The chilling effect of low psychological safety was evident in the response to experimental research at Facebook that looked at whether showing more positive versus negative posts affected users’ emotions. In 2014, in the aftermath of public backlash to the research—which arose partly because people didn’t know that Facebook was running these types of experiments—CEO Mark Zuckerberg pulled the plug on ongoing external-facing research projects.
That deterred employees from undertaking experiments that might explore Facebook’s social impact proactively. More recently, Zuckerberg has changed course and expressed renewed interest in external research. However, had he created an atmosphere where Facebook executives felt able to thoughtfully discuss the negative effects of social media a decade ago, the company might have avoided some of its recent reputational challenges related to misinformation and its effects on user well-being.
From Data to Decisions
Decision-making in the face of uncertainty is necessarily iterative; it requires regular pauses for reflection on both information and process.

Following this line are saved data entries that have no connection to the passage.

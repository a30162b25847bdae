//! Config command - manage configuration.

use std::fs;
use std::path::PathBuf;

use clap::{Args, Subcommand};
use console::style;

use profex_core::EngineConfig;

/// Arguments for the config command.
#[derive(Args)]
pub struct ConfigArgs {
    #[command(subcommand)]
    command: ConfigCommand,
}

#[derive(Subcommand)]
enum ConfigCommand {
    /// Show current configuration
    Show,

    /// Initialize a new configuration file
    Init(InitArgs),

    /// Show configuration file path
    Path,
}

#[derive(Args)]
struct InitArgs {
    /// Output path for configuration file
    #[arg(short, long)]
    output: Option<PathBuf>,

    /// Overwrite existing file
    #[arg(long)]
    force: bool,
}

pub fn run(args: ConfigArgs) -> anyhow::Result<()> {
    match args.command {
        ConfigCommand::Show => show_config(),
        ConfigCommand::Init(init_args) => init_config(init_args),
        ConfigCommand::Path => show_path(),
    }
}

fn default_config_path() -> PathBuf {
    dirs::config_dir()
        .unwrap_or_else(|| PathBuf::from("."))
        .join("profex")
        .join("config.json")
}

fn show_config() -> anyhow::Result<()> {
    let config_path = default_config_path();

    let config = if config_path.exists() {
        EngineConfig::from_file(&config_path)?
    } else {
        println!(
            "{} No config file found, showing defaults.",
            style("ℹ").blue()
        );
        EngineConfig::default()
    };

    println!("{}", serde_json::to_string_pretty(&config)?);

    Ok(())
}

fn init_config(args: InitArgs) -> anyhow::Result<()> {
    let output_path = args.output.unwrap_or_else(default_config_path);

    if output_path.exists() && !args.force {
        anyhow::bail!(
            "Config file already exists at {}. Use --force to overwrite.",
            output_path.display()
        );
    }

    if let Some(parent) = output_path.parent() {
        fs::create_dir_all(parent)?;
    }

    let config = EngineConfig::default();
    config.save(&output_path)?;

    println!(
        "{} Created configuration file at {}",
        style("✓").green(),
        output_path.display()
    );

    Ok(())
}

fn show_path() -> anyhow::Result<()> {
    let config_path = default_config_path();

    println!("Configuration file: {}", config_path.display());

    if config_path.exists() {
        println!("Status: {}", style("exists").green());
    } else {
        println!("Status: {}", style("not created").yellow());
        println!();
        println!("Run 'profex config init' to create a configuration file.");
    }

    Ok(())
}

Effective teams will learn from data, adjust plans accordingly, and deliberately work on improving their discussions.
Taking the time to discuss the nuances of analyses—including sample size and composition, the outcomes being measured, the approach to separating causation from correlation, and the extent to which results might generalize from one setting to another—is vital to understanding how evidence can, or can’t, inform a specific decision.
When carefully considered, each empirical result presents a piece of a puzzle, helping businesses figure out whether and when different changes are likely to have an effect. Such discussions will also set the stage for organizations to be more rigorous about data collection.
Even in the best of worlds, evidence is rarely definitive, and how a business move will play out is uncertain. You can nonetheless aspire to make thoughtful choices based on information you have or might obtain. By employing a systematic approach to its collection, analysis, and interpretation, you can more effectively reap the benefits of the ever-increasing mountain of internal and external data and make better decisions.